Of this seeming paradox, James writes,
"Now listen, you who say, 'Today or tomorrow we will go do to this or that city'...why you do not even know what will happen tomorrow. What is your life? You are a mist that appears for a little while and then vanishes. Instead, you ought to say, 'If it is the Lord's will, we will live and do this or that...'" 4:13-16

It is a matter of quiet confidence to know that our days are numbered. "the length of our days is seventy years--or eighty, if we have the strength; yet their span is but trouble and sorrow, for they quickly pass and we fly away". These words from the 90th Psalm really say we are uncertain about the length of our lives--but we know they will "quickly pass".

What is our response to this? Psalm 90:12 admonishes us "teach us to number our days aright that we may gain a heart of wisdom". The MESSAGE paraphrases it this way, " Oh! Teach us to live well! Teach us to live wisely and well!"

In a recent sermon I heard from John MacArthur he observed, "I don't what to live one day longer than God intends...or die one day sooner!"

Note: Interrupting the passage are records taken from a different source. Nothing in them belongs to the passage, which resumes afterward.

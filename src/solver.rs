use std::path::Path;
use std::rc::Rc;

use csv::Writer;
use indicatif::{ProgressBar, ProgressStyle};
use serde::Serialize;
use tracing::{debug, info, warn};

use crate::config::SolverConfig;
use crate::convergence::{total_residual, Convergence};
use crate::error::Result;
use crate::fv_core::mesh::Mesh;
use crate::physics::GoverningEquations;
use crate::time_integrator::fvm_ssp_rk::TimeIntegrator;
use crate::time_integrator::time_discretization::TwoPointTimeDiscretization;

//STRUCTS
/// Drives a time integrator until convergence, steady or in dual time.
pub struct Solver {
    eqn: Rc<dyn GoverningEquations>,
    convergence: Convergence,
    config: SolverConfig,
}

#[derive(Debug, Clone, PartialEq)]
pub struct SteadyReport {
    pub iterations: usize,
    pub converged: bool,
    /// Total residual after every iteration.
    pub history: Vec<Vec<f64>>,
}

#[derive(Debug, Clone, PartialEq)]
pub struct TransientReport {
    /// Pseudo iterations spent on each real time step.
    pub iterations: Vec<usize>,
    pub final_time: f64,
}

#[derive(Serialize)]
struct StepRow {
    step: usize,
    time: f64,
    iterations: usize,
    converged: bool,
}

//HELPER FUNCTIONS
fn progress_bar(len: u64, show: bool) -> ProgressBar {
    if !show {
        return ProgressBar::hidden();
    }
    let pb = ProgressBar::new(len);
    if let Ok(style) = ProgressStyle::default_bar().template(
        "{spinner:.green} [{elapsed_precise}] [{wide_bar:.cyan/blue}] {pos}/{len} (eta: {eta}) {msg}",
    ) {
        pb.set_style(style.progress_chars("█░"));
    }
    pb
}

/// Writes `iteration, <var names>` rows.
pub fn write_residual_history<P: AsRef<Path>>(
    path: P,
    var_names: &[&str],
    history: &[Vec<f64>],
) -> Result<()> {
    let mut wtr = Writer::from_path(path)?;
    let mut header = vec!["iteration".to_string()];
    header.extend(var_names.iter().map(|n| n.to_string()));
    wtr.write_record(&header)?;
    for (i, row) in history.iter().enumerate() {
        let mut record = vec![(i + 1).to_string()];
        record.extend(row.iter().map(|r| r.to_string()));
        wtr.write_record(&record)?;
    }
    wtr.flush()?;
    Ok(())
}

/// Writes one `cell, x, y, z, <var names>` row per cell.
pub fn write_solution<P: AsRef<Path>>(path: P, var_names: &[&str], mesh: &Mesh) -> Result<()> {
    let mut wtr = Writer::from_path(path)?;
    let mut header: Vec<String> = ["cell", "x", "y", "z"].iter().map(|s| s.to_string()).collect();
    header.extend(var_names.iter().map(|n| n.to_string()));
    wtr.write_record(&header)?;
    for cell in mesh.grid.cells() {
        let c = cell.centroid();
        let mut record = vec![
            cell.index.to_string(),
            c.x.to_string(),
            c.y.to_string(),
            c.z.to_string(),
        ];
        record.extend(mesh.fields.u(cell.index).iter().map(|u| u.to_string()));
        wtr.write_record(&record)?;
    }
    wtr.flush()?;
    Ok(())
}

//IMPLEMENTATION
impl Solver {
    pub fn new(
        eqn: Rc<dyn GoverningEquations>,
        convergence: Convergence,
        config: SolverConfig,
    ) -> Self {
        Solver {
            eqn,
            convergence,
            config,
        }
    }

    pub fn config(&self) -> &SolverConfig {
        &self.config
    }

    /// Iterates in pseudo time until every variable's total residual is
    /// below tolerance or the iteration budget runs out.
    pub fn solve_steady(
        &self,
        mesh: &mut Mesh,
        integrator: &mut dyn TimeIntegrator,
    ) -> Result<SteadyReport> {
        integrator.set_courant_number(self.config.courant_number);
        info!(
            "{}: steady solve on {} cells",
            self.eqn.description(),
            mesh.num_cells()
        );

        let pb = progress_bar(self.config.max_iterations as u64, self.config.show_progress);
        let mut history = Vec::new();
        let mut converged = false;
        for iter in 0..self.config.max_iterations {
            integrator.update_cell_averages(mesh, 0.0)?;
            let residual = total_residual(mesh, self.config.convergence_norm);
            debug!("iteration {}: {:?}", iter + 1, residual);
            converged = self.convergence.has_converged(&residual)?;
            history.push(residual);
            pb.set_position(iter as u64 + 1);
            if converged {
                break;
            }
        }
        pb.finish_with_message("done");

        let iterations = history.len();
        if converged {
            info!("converged after {} iterations", iterations);
        } else {
            warn!(
                "not converged after {} iterations, residual {:?}",
                iterations,
                history.last()
            );
        }

        if let Some(dir) = self.config.prepare_working_directory()? {
            let names = self.eqn.var_names();
            write_residual_history(dir.join("residuals.csv"), &names, &history)?;
            write_solution(dir.join("solution.csv"), &names, mesh)?;
        }

        Ok(SteadyReport {
            iterations,
            converged,
            history,
        })
    }

    /// Dual time stepping over `num_steps` real steps of `real_dt`, starting
    /// from `start_time`. Step 0 uses the two-point backward difference and
    /// every later step the three-point one. `after_iteration` runs after
    /// each pseudo iteration, before the residual is checked.
    pub fn solve_transient<H>(
        &self,
        mesh: &mut Mesh,
        integrator: &mut dyn TimeIntegrator,
        start_time: f64,
        real_dt: f64,
        num_steps: usize,
        mut after_iteration: H,
    ) -> Result<TransientReport>
    where
        H: FnMut(&mut Mesh),
    {
        integrator.set_courant_number(self.config.courant_number);
        integrator.set_time_discretization(Some(Box::new(TwoPointTimeDiscretization::new(
            mesh,
            self.eqn.as_ref(),
            real_dt,
        ))));
        info!(
            "{}: {} real time steps of {} on {} cells",
            self.eqn.description(),
            num_steps,
            real_dt,
            mesh.num_cells()
        );

        let dir = self.config.prepare_working_directory()?;
        let mut steps_wtr = match dir {
            Some(dir) => Some(Writer::from_path(dir.join("steps.csv"))?),
            None => None,
        };

        let pb = progress_bar(num_steps as u64, self.config.show_progress);
        let mut iterations = Vec::with_capacity(num_steps);
        let mut time = start_time;
        for step in 0..num_steps {
            let target = time + real_dt;
            let mut count = self.config.max_iterations;
            let mut converged = false;
            for iter in 0..self.config.max_iterations {
                integrator.update_cell_averages(mesh, target)?;
                after_iteration(mesh);
                let residual = total_residual(mesh, self.config.convergence_norm);
                debug!("step {} iteration {}: {:?}", step, iter + 1, residual);
                if self.convergence.has_converged(&residual)? {
                    count = iter + 1;
                    converged = true;
                    break;
                }
            }
            if !converged {
                warn!("real time step {} not converged in {} iterations", step, count);
            }
            info!("time {:.6}: {} iterations", target, count);
            iterations.push(count);

            let next = match integrator.time_discretization_mut() {
                Some(td) => {
                    td.shift_solution(mesh.fields.u_all());
                    if step == 0 {
                        td.next_order()
                    } else {
                        None
                    }
                }
                None => None,
            };
            if next.is_some() {
                integrator.set_time_discretization(next);
            }

            if let Some(wtr) = steps_wtr.as_mut() {
                wtr.serialize(StepRow {
                    step,
                    time: target,
                    iterations: count,
                    converged,
                })?;
            }
            time = target;
            pb.inc(1);
        }
        pb.finish_with_message("simulation complete");

        if let Some(mut wtr) = steps_wtr {
            wtr.flush()?;
        }
        if let Some(dir) = dir {
            write_solution(dir.join("solution.csv"), &self.eqn.var_names(), mesh)?;
        }

        Ok(TransientReport {
            iterations,
            final_time: time,
        })
    }
}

Whatever we think about life and the extent of our days, we need to live wisely and well, because we do not know what tomorrow may bring...or if tomorrow will come. Whether 80 or 40, we must be ready for the moment God calls us, with the confidence we are ready to meet Him because we have exercised faith in what Christ has done for us. "For the wages of sin is death but the gift of God is eternal life through Jesus Christ our Lord." Romans 6:23.